Collected data entries:
########

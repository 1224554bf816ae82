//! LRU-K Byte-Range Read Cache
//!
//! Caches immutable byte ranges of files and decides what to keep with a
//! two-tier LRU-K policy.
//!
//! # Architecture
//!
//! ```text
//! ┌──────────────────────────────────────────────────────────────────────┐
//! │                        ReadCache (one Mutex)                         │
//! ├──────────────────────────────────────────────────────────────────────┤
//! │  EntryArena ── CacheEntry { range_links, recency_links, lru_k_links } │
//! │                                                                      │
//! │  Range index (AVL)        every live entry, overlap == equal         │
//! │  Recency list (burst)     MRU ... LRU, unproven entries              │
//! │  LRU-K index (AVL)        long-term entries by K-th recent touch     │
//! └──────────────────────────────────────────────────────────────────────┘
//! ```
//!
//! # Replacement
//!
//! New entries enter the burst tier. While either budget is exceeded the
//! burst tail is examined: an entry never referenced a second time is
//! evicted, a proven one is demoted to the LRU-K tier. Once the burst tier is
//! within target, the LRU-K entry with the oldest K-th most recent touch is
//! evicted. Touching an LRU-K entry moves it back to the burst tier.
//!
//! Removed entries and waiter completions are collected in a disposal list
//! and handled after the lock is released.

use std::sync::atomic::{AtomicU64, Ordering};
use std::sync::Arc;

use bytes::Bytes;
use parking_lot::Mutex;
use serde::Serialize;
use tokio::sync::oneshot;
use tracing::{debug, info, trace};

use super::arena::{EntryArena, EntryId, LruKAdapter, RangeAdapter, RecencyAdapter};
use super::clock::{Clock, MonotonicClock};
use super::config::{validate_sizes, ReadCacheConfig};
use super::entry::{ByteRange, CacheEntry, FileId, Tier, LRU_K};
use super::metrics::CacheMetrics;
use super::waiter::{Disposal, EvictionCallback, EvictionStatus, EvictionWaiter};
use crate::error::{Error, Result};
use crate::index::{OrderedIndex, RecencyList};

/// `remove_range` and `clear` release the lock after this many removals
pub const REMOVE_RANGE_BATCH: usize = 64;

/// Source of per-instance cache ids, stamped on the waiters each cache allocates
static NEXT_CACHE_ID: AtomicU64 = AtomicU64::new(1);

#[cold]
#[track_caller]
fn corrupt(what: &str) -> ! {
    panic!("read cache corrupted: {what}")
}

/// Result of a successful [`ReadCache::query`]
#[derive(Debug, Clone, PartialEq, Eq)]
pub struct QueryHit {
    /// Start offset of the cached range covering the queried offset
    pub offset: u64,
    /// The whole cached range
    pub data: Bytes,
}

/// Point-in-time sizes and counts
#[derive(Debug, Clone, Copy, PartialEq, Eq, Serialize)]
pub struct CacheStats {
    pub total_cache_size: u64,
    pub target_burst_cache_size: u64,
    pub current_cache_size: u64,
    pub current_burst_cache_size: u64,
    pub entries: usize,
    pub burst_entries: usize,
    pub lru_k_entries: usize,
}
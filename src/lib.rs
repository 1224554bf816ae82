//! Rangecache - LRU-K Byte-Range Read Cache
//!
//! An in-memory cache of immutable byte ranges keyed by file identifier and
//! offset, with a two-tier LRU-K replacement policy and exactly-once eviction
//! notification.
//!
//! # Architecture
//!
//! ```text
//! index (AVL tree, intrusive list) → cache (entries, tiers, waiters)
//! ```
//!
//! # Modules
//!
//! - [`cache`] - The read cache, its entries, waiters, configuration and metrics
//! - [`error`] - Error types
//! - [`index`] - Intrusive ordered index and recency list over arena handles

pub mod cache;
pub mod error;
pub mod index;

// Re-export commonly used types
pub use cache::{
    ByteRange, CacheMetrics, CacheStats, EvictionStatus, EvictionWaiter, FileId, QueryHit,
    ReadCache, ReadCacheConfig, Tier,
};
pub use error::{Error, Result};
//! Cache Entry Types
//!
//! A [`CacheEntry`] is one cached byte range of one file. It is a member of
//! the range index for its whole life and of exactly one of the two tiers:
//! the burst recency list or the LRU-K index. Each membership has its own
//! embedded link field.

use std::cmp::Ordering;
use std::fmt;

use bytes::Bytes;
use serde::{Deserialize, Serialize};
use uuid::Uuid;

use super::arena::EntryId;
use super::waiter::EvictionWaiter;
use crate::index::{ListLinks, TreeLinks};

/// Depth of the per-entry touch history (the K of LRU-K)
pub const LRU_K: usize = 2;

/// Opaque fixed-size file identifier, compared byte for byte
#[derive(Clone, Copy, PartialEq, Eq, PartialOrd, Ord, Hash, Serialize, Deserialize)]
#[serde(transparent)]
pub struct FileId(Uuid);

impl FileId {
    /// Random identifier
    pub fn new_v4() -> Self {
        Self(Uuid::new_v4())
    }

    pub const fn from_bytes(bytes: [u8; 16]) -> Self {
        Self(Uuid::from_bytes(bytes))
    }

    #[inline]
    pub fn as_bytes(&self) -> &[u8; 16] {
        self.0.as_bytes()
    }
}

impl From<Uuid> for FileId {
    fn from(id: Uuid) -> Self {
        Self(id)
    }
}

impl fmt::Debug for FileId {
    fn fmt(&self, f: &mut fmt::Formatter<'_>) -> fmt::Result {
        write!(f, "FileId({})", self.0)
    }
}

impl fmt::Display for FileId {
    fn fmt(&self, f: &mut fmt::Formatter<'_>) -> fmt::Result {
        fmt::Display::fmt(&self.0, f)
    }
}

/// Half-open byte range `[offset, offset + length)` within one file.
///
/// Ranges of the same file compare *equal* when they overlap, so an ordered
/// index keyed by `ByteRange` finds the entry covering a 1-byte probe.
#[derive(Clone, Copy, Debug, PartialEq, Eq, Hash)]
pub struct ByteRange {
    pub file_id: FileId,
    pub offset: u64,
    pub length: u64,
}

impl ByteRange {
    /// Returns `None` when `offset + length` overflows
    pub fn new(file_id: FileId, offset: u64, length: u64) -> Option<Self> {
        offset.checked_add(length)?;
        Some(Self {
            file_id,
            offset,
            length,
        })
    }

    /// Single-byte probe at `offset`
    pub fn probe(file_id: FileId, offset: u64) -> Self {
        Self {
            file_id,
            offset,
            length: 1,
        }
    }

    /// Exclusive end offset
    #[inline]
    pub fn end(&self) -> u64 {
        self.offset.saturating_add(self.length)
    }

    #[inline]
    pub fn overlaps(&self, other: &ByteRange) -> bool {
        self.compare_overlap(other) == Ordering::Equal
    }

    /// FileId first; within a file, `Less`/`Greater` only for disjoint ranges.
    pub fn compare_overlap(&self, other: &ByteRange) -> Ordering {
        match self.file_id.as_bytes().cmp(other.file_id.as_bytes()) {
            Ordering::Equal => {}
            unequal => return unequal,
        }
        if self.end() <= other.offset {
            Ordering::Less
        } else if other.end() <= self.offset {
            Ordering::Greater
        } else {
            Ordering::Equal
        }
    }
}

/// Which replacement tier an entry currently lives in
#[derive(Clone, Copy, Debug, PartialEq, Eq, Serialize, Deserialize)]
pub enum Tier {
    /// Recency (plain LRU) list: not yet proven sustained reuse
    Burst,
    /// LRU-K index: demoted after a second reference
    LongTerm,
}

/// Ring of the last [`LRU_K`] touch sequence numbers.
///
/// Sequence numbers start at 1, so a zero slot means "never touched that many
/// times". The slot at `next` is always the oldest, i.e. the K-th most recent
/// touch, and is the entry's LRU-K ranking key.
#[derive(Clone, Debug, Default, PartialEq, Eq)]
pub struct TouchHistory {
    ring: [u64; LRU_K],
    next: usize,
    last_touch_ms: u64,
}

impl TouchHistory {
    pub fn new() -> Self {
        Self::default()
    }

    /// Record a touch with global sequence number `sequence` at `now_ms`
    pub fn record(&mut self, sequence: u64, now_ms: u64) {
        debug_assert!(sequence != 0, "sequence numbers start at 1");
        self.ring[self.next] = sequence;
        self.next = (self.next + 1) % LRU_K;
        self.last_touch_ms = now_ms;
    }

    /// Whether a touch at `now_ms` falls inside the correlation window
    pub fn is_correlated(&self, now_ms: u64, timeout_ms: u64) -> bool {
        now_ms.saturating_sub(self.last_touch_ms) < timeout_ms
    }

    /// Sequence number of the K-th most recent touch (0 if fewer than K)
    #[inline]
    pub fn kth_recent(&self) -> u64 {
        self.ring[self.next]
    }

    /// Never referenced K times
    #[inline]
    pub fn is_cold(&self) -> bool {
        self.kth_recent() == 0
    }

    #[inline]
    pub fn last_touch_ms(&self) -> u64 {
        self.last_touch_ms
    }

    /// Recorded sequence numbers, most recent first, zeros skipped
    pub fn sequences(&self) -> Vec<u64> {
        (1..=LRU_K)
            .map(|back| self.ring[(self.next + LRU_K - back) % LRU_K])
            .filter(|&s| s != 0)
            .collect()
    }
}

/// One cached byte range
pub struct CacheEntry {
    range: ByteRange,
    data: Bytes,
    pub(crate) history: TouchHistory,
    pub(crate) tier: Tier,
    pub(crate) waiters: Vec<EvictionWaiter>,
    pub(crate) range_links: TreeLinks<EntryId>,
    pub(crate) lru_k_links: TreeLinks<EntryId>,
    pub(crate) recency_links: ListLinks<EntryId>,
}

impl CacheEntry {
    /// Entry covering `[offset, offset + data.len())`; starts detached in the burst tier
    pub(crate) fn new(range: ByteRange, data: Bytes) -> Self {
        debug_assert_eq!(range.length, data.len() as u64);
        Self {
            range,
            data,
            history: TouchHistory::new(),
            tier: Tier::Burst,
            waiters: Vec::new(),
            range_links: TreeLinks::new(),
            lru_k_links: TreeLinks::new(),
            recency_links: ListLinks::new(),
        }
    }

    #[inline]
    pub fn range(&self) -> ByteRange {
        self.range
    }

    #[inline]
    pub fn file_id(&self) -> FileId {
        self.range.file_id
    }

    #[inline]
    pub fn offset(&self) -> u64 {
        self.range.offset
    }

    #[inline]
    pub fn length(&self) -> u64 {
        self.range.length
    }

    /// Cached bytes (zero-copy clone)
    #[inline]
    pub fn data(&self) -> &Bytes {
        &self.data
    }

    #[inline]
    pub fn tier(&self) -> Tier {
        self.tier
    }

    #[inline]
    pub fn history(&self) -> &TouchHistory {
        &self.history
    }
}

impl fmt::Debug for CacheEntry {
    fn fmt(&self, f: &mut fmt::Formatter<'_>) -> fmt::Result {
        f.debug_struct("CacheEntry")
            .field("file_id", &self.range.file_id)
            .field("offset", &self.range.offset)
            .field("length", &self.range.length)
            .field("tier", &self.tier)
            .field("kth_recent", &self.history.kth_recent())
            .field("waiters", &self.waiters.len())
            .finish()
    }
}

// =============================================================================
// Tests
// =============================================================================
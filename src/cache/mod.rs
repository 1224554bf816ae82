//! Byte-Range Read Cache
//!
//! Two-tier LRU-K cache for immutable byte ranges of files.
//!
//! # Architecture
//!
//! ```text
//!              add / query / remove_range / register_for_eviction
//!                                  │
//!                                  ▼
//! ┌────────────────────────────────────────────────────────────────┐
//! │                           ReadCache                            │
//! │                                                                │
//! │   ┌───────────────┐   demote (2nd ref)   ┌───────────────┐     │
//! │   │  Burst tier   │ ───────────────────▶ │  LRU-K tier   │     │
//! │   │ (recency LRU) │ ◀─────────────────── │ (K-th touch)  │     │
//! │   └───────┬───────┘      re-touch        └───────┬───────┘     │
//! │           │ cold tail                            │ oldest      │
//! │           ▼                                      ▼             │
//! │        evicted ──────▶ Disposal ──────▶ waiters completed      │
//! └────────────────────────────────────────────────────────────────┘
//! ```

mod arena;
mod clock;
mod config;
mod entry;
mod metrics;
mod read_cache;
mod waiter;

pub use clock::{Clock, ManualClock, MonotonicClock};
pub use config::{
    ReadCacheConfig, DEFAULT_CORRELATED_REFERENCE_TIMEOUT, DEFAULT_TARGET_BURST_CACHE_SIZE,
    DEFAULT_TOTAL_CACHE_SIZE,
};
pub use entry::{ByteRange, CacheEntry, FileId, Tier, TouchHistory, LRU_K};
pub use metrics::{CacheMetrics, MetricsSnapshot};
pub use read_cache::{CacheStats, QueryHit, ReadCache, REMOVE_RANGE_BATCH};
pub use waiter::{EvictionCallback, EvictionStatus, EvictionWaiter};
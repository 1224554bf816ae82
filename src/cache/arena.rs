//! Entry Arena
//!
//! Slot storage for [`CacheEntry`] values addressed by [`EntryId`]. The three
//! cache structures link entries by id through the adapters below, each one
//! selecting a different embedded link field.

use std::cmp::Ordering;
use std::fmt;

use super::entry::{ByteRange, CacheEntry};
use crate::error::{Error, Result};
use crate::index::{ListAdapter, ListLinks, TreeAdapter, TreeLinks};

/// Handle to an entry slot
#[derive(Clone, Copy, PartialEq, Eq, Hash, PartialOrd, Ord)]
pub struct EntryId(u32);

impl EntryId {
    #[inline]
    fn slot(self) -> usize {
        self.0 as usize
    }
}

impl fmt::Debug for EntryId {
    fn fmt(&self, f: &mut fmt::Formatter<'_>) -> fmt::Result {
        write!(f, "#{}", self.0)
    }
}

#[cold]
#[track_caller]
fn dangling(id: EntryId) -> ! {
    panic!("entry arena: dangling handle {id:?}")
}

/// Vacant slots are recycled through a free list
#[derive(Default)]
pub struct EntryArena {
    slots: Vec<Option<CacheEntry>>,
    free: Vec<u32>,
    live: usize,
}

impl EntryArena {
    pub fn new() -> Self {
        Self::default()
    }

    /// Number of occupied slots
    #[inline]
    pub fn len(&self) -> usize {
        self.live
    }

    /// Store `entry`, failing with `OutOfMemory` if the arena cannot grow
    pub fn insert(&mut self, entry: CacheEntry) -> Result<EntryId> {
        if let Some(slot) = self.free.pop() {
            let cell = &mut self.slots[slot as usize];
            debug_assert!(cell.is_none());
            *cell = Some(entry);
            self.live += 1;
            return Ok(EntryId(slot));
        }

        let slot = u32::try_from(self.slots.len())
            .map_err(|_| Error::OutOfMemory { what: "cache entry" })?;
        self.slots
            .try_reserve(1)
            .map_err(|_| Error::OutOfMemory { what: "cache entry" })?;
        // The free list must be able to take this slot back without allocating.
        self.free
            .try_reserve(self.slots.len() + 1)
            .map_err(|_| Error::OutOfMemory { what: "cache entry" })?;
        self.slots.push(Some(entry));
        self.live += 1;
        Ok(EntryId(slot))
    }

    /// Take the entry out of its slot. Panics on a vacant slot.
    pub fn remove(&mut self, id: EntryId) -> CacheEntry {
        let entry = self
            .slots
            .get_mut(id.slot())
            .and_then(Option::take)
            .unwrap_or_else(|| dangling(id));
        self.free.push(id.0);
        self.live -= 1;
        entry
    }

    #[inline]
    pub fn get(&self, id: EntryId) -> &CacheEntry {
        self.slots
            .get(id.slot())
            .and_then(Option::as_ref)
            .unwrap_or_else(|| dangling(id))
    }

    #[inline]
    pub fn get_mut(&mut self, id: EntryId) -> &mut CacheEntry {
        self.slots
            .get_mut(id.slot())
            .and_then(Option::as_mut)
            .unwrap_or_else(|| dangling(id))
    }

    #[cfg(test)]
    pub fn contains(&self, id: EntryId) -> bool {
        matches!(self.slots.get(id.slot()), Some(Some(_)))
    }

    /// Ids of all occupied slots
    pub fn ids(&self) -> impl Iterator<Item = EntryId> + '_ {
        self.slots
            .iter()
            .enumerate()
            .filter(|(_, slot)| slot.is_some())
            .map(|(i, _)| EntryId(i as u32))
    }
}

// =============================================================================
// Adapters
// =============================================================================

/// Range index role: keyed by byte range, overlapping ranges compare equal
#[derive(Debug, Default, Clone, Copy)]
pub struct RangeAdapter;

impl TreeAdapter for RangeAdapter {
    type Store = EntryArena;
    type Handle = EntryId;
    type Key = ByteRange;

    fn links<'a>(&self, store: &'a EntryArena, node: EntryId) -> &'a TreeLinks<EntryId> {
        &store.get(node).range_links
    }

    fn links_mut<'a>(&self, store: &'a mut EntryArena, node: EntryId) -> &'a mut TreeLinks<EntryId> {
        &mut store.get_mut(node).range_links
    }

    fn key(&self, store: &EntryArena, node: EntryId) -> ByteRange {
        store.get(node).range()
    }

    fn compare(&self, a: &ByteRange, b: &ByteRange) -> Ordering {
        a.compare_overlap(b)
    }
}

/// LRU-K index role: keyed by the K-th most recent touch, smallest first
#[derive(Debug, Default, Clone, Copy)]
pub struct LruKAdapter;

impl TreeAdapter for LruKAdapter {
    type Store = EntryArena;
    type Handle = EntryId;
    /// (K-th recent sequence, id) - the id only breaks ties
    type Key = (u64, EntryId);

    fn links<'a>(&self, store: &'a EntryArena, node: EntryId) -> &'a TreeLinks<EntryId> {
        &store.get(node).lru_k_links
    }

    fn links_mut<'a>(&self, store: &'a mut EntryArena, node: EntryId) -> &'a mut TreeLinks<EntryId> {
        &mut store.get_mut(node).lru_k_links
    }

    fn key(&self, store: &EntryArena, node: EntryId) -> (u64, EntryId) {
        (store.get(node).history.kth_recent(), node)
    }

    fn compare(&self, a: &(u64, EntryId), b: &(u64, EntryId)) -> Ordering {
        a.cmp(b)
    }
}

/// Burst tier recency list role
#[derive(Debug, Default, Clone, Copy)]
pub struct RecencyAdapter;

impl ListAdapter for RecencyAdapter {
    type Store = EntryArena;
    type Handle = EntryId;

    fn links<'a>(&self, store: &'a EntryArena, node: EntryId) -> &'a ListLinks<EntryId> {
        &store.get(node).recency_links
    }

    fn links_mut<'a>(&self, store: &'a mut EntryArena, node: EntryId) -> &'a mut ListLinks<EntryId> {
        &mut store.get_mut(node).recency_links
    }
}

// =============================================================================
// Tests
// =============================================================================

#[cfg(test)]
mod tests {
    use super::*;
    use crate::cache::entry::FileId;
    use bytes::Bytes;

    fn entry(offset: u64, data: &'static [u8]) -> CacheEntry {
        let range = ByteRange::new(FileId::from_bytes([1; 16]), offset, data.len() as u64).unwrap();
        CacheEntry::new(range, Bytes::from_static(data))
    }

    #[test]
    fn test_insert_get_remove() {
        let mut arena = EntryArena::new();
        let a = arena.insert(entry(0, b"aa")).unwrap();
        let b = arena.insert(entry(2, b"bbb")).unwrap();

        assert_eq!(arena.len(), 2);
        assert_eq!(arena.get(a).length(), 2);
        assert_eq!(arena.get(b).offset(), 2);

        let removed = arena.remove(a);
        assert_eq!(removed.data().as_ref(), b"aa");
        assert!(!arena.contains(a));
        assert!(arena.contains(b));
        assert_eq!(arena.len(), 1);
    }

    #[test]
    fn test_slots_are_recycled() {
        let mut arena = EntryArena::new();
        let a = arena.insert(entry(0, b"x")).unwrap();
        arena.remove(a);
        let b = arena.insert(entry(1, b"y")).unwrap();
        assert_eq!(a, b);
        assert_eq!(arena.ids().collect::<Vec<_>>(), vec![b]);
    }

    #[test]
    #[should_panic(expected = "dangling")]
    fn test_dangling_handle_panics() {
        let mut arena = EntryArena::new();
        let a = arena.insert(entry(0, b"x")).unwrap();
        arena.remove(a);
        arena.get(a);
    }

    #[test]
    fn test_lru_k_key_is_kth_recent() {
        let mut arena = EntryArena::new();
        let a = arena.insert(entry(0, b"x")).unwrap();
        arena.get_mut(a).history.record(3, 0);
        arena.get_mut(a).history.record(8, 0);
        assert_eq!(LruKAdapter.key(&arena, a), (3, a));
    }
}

########

> YOUR GOAL: Where a line of the records has the string "derive", copy that line.

> EXERCISE OUTPUT:
#[derive(Debug, Clone, PartialEq, Eq)]
#[derive(Debug, Clone, Copy, PartialEq, Eq, Serialize)]
#[derive(Clone, Copy, PartialEq, Eq, PartialOrd, Ord, Hash, Serialize, Deserialize)]
#[derive(Clone, Copy, Debug, PartialEq, Eq, Hash)]
#[derive(Clone, Copy, Debug, PartialEq, Eq, Serialize, Deserialize)]
#[derive(Clone, Debug, Default, PartialEq, Eq)]
#[derive(Clone, Copy, PartialEq, Eq, Hash, PartialOrd, Ord)]
#[derive(Default)]
#[derive(Debug, Default, Clone, Copy)]
#[derive(Debug, Default, Clone, Copy)]
#[derive(Debug, Default, Clone, Copy)]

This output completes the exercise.